The Knight K15 and what makes it special

Updated: Sep 25, 2021

The Knight Piano Company was one of Britain's most recognised manufacturers of fine, high-quality pianos, which are famous for being extremely well-made, with only top-quality materials used in their construction. The K15 is from the 'K' range and is one of the most iconic pianos from Knight's lineup. It is widely regarded as one of Alfred's most notable triumphs in piano engineering and design.


Unlike most UK based manufacturers, Alfred Knight wanted to export to the vast American piano market. The company introduced this new model of piano, the K15, that was carefully designed and externally clad in a spinet style case; which was extremely popular in the USA during the 1950's.
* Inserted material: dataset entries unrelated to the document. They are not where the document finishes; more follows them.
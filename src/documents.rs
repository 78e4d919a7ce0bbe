//! Indexed document listing, retrieval, and removal.
//!
//! Used by the `ragnote documents|get|delete` commands and the
//! `/documents` routes.

use anyhow::{bail, Result};
use serde::Serialize;
use sqlx::{Row, SqlitePool};

use crate::config::Config;
use crate::db;
use crate::models::format_ts_iso;

#[derive(Debug, Clone, Serialize)]
pub struct DocumentSummary {
    pub id: String,
    pub source: String,
    pub source_id: String,
    pub title: Option<String>,
    pub content_type: String,
    pub updated_at: String,
    pub chunk_count: i64,
}

#[derive(Debug, Clone, Serialize)]
pub struct DocumentResponse {
    pub id: String,
    pub source: String,
    pub source_id: String,
    pub source_url: Option<String>,
    pub title: Option<String>,
    pub created_at: String,
    pub updated_at: String,
    pub content_type: String,
    pub body: String,
    pub metadata: serde_json::Value,
    pub chunks: Vec<ChunkResponse>,
}

#[derive(Debug, Clone, Serialize)]
pub struct ChunkResponse {
    pub index: i64,
    pub text: String,
}

/// Most recently updated first.
pub async fn list_documents(pool: &SqlitePool) -> Result<Vec<DocumentSummary>> {
    let rows = sqlx::query(
        r#"
        SELECT d.id, d.source, d.source_id, d.title, d.content_type, d.updated_at,
               COUNT(c.id) AS chunk_count
        FROM documents d
        LEFT JOIN chunks c ON c.document_id = d.id
        GROUP BY d.id
        ORDER BY d.updated_at DESC, d.id ASC
        "#,
    )
    .fetch_all(pool)
    .await?;

    Ok(rows
        .iter()
        .map(|row| DocumentSummary {
            id: row.get("id"),
            source: row.get("source"),
            source_id: row.get("source_id"),
            title: row.get("title"),
            content_type: row.get("content_type"),
            updated_at: format_ts_iso(row.get("updated_at")),
            chunk_count: row.get("chunk_count"),
        })
        .collect())
}

pub async fn get_document(pool: &SqlitePool, id: &str) -> Result<Option<DocumentResponse>> {
    let doc_row = sqlx::query(
        "SELECT id, source, source_id, source_url, title, created_at, updated_at, content_type, body, metadata_json FROM documents WHERE id = ?",
    )
    .bind(id)
    .fetch_optional(pool)
    .await?;

    let Some(doc_row) = doc_row else {
        return Ok(None);
    };

    let metadata_json: String = doc_row.get("metadata_json");
    let metadata: serde_json::Value =
        serde_json::from_str(&metadata_json).unwrap_or(serde_json::json!({}));

    let chunk_rows = sqlx::query(
        "SELECT chunk_index, text FROM chunks WHERE document_id = ? ORDER BY chunk_index ASC",
    )
    .bind(id)
    .fetch_all(pool)
    .await?;

    let chunks = chunk_rows
        .iter()
        .map(|row| ChunkResponse {
            index: row.get("chunk_index"),
            text: row.get("text"),
        })
        .collect();

    Ok(Some(DocumentResponse {
        id: doc_row.get("id"),
        source: doc_row.get("source"),
        source_id: doc_row.get("source_id"),
        source_url: doc_row.get("source_url"),
        title: doc_row.get("title"),
        created_at: format_ts_iso(doc_row.get("created_at")),
        updated_at: format_ts_iso(doc_row.get("updated_at")),
        content_type: doc_row.get("content_type"),
        body: doc_row.get("body"),
        metadata,
        chunks,
    }))
}

/// Remove a document with its chunks, FTS rows, and vectors in one
/// transaction. Returns `false` if the document did not exist.
pub async fn delete_document(pool: &SqlitePool, id: &str) -> Result<bool> {
    let mut tx = pool.begin().await?;

    sqlx::query("DELETE FROM chunk_vectors WHERE document_id = ?")
        .bind(id)
        .execute(&mut *tx)
        .await?;
    sqlx::query("DELETE FROM embeddings WHERE chunk_id IN (SELECT id FROM chunks WHERE document_id = ?)")
        .bind(id)
        .execute(&mut *tx)
        .await?;
    sqlx::query("DELETE FROM chunks_fts WHERE document_id = ?")
        .bind(id)
        .execute(&mut *tx)
        .await?;
    sqlx::query("DELETE FROM chunks WHERE document_id = ?")
        .bind(id)
        .execute(&mut *tx)
        .await?;
    let deleted = sqlx::query("DELETE FROM documents WHERE id = ?")
        .bind(id)
        .execute(&mut *tx)
        .await?
        .rows_affected();

    tx.commit().await?;
    Ok(deleted > 0)
}

// ============ CLI ============

pub async fn run_list(config: &Config) -> Result<()> {
    let pool = db::connect(config).await?;
    let docs = list_documents(&pool).await?;
    pool.close().await;

    if docs.is_empty() {
        println!("No documents indexed.");
        return Ok(());
    }

    println!(
        "{:<36}  {:<8} {:>6}  {:<20}  {}",
        "ID", "SOURCE", "CHUNKS", "UPDATED", "TITLE"
    );
    for doc in &docs {
        println!(
            "{:<36}  {:<8} {:>6}  {:<20}  {}",
            doc.id,
            doc.source,
            doc.chunk_count,
            doc.updated_at,
            doc.title.as_deref().unwrap_or(&doc.source_id)
        );
    }
    Ok(())
}

pub async fn run_get(config: &Config, id: &str) -> Result<()> {
    let pool = db::connect(config).await?;
    let doc = get_document(&pool, id).await?;
    pool.close().await;

    let Some(doc) = doc else {
        bail!("document not found: {}", id);
    };

    println!("--- Document ---");
    println!("id:           {}", doc.id);
    println!(
        "title:        {}",
        doc.title.as_deref().unwrap_or("(untitled)")
    );
    println!("source:       {}", doc.source);
    println!("source_id:    {}", doc.source_id);
    if let Some(ref url) = doc.source_url {
        println!("source_url:   {}", url);
    }
    println!("created_at:   {}", doc.created_at);
    println!("updated_at:   {}", doc.updated_at);
    println!("content_type: {}", doc.content_type);
    println!("metadata:     {}", doc.metadata);
    println!();

    println!("--- Chunks ({}) ---", doc.chunks.len());
    for chunk in &doc.chunks {
        println!("[chunk {}]", chunk.index);
        println!("{}", chunk.text);
        println!();
    }

    Ok(())
}

/// `ragnote delete <id>`: removes the document; stored upload files are
/// removed too.
pub async fn run_delete(config: &Config, id: &str) -> Result<()> {
    let pool = db::connect(config).await?;
    let removed = crate::ingest::delete_upload(&pool, None, config, id).await?;
    pool.close().await;

    if !removed {
        bail!("document not found: {}", id);
    }
    println!("Deleted document {}", id);
    Ok(())
}

#[cfg(test)]
mod tests {
    use super::*;
    use crate::config::parse_config;
    use crate::migrate;

    async fn seeded() -> (tempfile::TempDir, SqlitePool) {
        let tmp = tempfile::TempDir::new().unwrap();
        let cfg = parse_config(&format!(
            "[db]\npath = \"{}\"\n",
            tmp.path().join("db.sqlite").display()
        ))
        .unwrap();
        let pool = db::connect(&cfg).await.unwrap();
        migrate::apply(&pool).await.unwrap();

        sqlx::query(
            "INSERT INTO documents (id, source, source_id, title, created_at, updated_at, body, dedup_hash, metadata_json)
             VALUES ('d1', 'upload', 'a.txt', 'A', 0, 0, 'alpha beta', 'h', '{\"size\":10}')",
        )
        .execute(&pool)
        .await
        .unwrap();
        for (i, text) in ["alpha", "beta"].iter().enumerate() {
            let id = format!("c{}", i);
            sqlx::query("INSERT INTO chunks (id, document_id, chunk_index, text, hash) VALUES (?, 'd1', ?, ?, '')")
                .bind(&id)
                .bind(i as i64)
                .bind(*text)
                .execute(&pool)
                .await
                .unwrap();
            sqlx::query("INSERT INTO chunks_fts (chunk_id, document_id, text) VALUES (?, 'd1', ?)")
                .bind(&id)
                .bind(*text)
                .execute(&pool)
                .await
                .unwrap();
            sqlx::query("INSERT INTO embeddings (chunk_id, model, dims, created_at, hash) VALUES (?, 'm', 2, 0, '')")
                .bind(&id)
                .execute(&pool)
                .await
                .unwrap();
            sqlx::query("INSERT INTO chunk_vectors (chunk_id, document_id, embedding) VALUES (?, 'd1', x'00')")
                .bind(&id)
                .execute(&pool)
                .await
                .unwrap();
        }
        (tmp, pool)
    }

    #[tokio::test]
    async fn list_and_get() {
        let (_tmp, pool) = seeded().await;

        let docs = list_documents(&pool).await.unwrap();
        assert_eq!(docs.len(), 1);
        assert_eq!(docs[0].chunk_count, 2);

        let doc = get_document(&pool, "d1").await.unwrap().unwrap();
        assert_eq!(doc.metadata["size"], 10);
        assert_eq!(doc.chunks.len(), 2);
        assert_eq!(doc.chunks[1].text, "beta");
        assert!(get_document(&pool, "missing").await.unwrap().is_none());
    }

    #[tokio::test]
    async fn delete_removes_every_row() {
        let (_tmp, pool) = seeded().await;

        assert!(delete_document(&pool, "d1").await.unwrap());
        assert!(!delete_document(&pool, "d1").await.unwrap());

        for table in ["documents", "chunks", "chunks_fts", "embeddings", "chunk_vectors"] {
            let n: i64 = sqlx::query_scalar(&format!("SELECT COUNT(*) FROM {}", table))
                .fetch_one(&pool)
                .await
                .unwrap();
            assert_eq!(n, 0, "{} not empty", table);
        }
    }
}
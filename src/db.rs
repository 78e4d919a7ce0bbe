use anyhow::Result;
use sqlx::sqlite::{SqliteConnectOptions, SqliteJournalMode, SqlitePool, SqlitePoolOptions};
use std::str::FromStr;

use crate::config::Config;

pub async fn connect(config: &Config) -> Result<SqlitePool> {
    let db_path = &config.db.path;

    // Ensure parent directory exists
    if let Some(parent) = db_path.parent() {
        if !parent.as_os_str().is_empty() {
            std::fs::create_dir_all(parent)?;
        }
    }

    let options = SqliteConnectOptions::from_str(&format!("sqlite:{}", db_path.display()))?
        .create_if_missing(true)
        .foreign_keys(true)
        .journal_mode(SqliteJournalMode::Wal);

    let pool = SqlitePoolOptions::new()
        .max_connections(5)
        .connect_with(options)
        .await?;

    Ok(pool)
}
//! Prompt assembly for grounded answers.
//!
//! Retrieved passages are numbered in rank order and placed ahead of the
//! question:
//!
//! ```text
//! Context:
//! [1] <title>
//! <passage>
//!
//! [2] <title>
//! <passage>
//!
//! Question: <question>
//!
//! Answer:
//! ```

use crate::chunk::CHARS_PER_TOKEN;
use crate::search::RetrievedChunk;

const NO_CONTEXT: &str = "(no relevant passages found)";

/// Build the completion prompt. Passages are added until
/// `max_context_tokens` worth of characters is used; the passage that
/// crosses the budget is truncated.
pub fn build_prompt(question: &str, passages: &[RetrievedChunk], max_context_tokens: usize) -> String {
    let budget = max_context_tokens * CHARS_PER_TOKEN;
    let mut context = String::new();
    let mut used = 0usize;

    for (i, passage) in passages.iter().enumerate() {
        if used >= budget {
            break;
        }
        let title = passage.title.as_deref().unwrap_or(&passage.source_id);
        let remaining = budget - used;
        let text = truncate_on_char_boundary(passage.text.trim(), remaining);
        if text.is_empty() {
            break;
        }
        used += text.len();

        if !context.is_empty() {
            context.push_str("\n\n");
        }
        context.push_str(&format!("[{}] {}\n{}", i + 1, title, text));
    }

    if context.is_empty() {
        context.push_str(NO_CONTEXT);
    }

    format!(
        "Context:\n{}\n\nQuestion: {}\n\nAnswer:",
        context,
        question.trim()
    )
}

/// Answer used when no language model is configured: the passages
/// themselves, best first.
pub fn retrieval_only_answer(passages: &[RetrievedChunk]) -> String {
    passages
        .iter()
        .map(|p| p.text.trim())
        .collect::<Vec<_>>()
        .join("\n")
}

fn truncate_on_char_boundary(text: &str, max_bytes: usize) -> &str {
    if text.len() <= max_bytes {
        return text;
    }
    let mut end = max_bytes;
    while !text.is_char_boundary(end) {
        end -= 1;
    }
    &text[..end]
}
Standing at less than a meter tall, the K15 was the smallest piano Knight had made so far.


Although the K15 was originally styled for the American market, it became a popular choice on both sides of the Atlantic because it has a level of sound and performance that can easily rival that of much larger instruments. This achievement is owed to a combination of Knight's own unique and patented designs which enabled the unparalleled utilisation of the piano's dimensions.


After the K15's success in the USA, Canada and the UK, Knight produced two more models in the same style; namely the K20 which was based on the K6 and the K30 which was based upon the K10.

All Knight models in the 'K' range have a Knight-designed, full-perimeter frame which was built on the girder principle.


These frames reportedly have twice the strength of frames fitted to the average piano and the extra strength of the frame allowed Knight to dispense the brace bar which is normally found in the treble section of upright pianos.


A brace bar requires a notch in the long bridge for it to pass through, and this notch (a gap in the bridge) can cause tonal discrepancies in the notes either side and can weaken the structural integrity of the bridge. This Knight design claimed to have eliminated those "bad notes" and resulted in a more even tone. The frame is anchored to a four-post quarter-sawn hardwood back, with the soundboard secured between it and the full-perimeter, iron frame. This exceptionally sturdy method ensures superior tuning stability and strength.


Light European mountain grown spruce was used to fashion the soundboards in all of Knight's pianos from the 'K' range. The close grained wood used by master luthiers has more resonant characteristics than any other timber. The finished soundboard was air seasoned, kiln dried, then coated with a special moisture resistant varnish, which also enhanced the tonal properties. Knight used a double carved main bridge that was laminated and capped with quarter sawn beech. This method of construction eliminates dissipation of the vibrations, which take the line of least resistance, and follow the laminations.

Knight was able to use a larger soundboard and longer strings in their pianos with this frame design, which is what gives the pianos from the 'K' range their renowned power and tonal qualities. Knight also created a wholly unique action for the K15, using their own-designed drop-action that allows for an identical mechanical geometry found inside of the larger models that Knight produced. The Knight-designed drop action in the K15 uses the same high-quality components which are found the rest of Knight's instruments, which were made in-house at the British Piano Action factory (a subsidiary of The Knight Piano Company). This drop action performs in the same way as the actions found in every other Knight piano, maintaining the high level of responsiveness which Knight were known for.


Spinet pianos usually have compressed actions, stubby strings, small soundboards and oddball designs, which make them difficult to work in and not very enjoyable to play. The K15 breaks away from those stereotypes and is in a league all of its own. Knight prioritised serviceability and performance, and as a consequence the K15 completely exceeded the expectations of technicians and pianists.

The foundation of every K15 is exactly the same, but the model came in several variations, with differences in the style of leg and music desk.

Every photograph in this article represents a different style.

The three main variations in the legs are square tapered, round tapered and Queen Anne style.


The K15 was also available in a wide variety of different veneers, such as American mahogany, Brazilian walnut, French walnut, Burmese teak, Brazilian rosewood and many more. Knight ensured the most attractive casework through rigorous quality control and the matching and cutting of these exotic veneers by skilled craftsmen. Knight gradually perfected the cabinets through their method of using high-quality selected veneers on shaped and banded core stock. Modern, synthetic glues were used throughout and represented an enormous improvement on the old animal glues, which are subject to deterioration. Some K15 pianos only come with two pedals, whereas some were made with three (including a celeste which allows the player to lower the volume of the piano for more private and discrete playing).


The cabinet of the K15 is not going to meet with every person's desired aesthetics for home furnishings. We affectionately call the K15 a 'marmite piano', because while some people are going to love how it looks, other people are going to hate it. It's a quirky design, but in the right home this model can be a wonderfully eye-catching feature and a perfect companion for the pianist.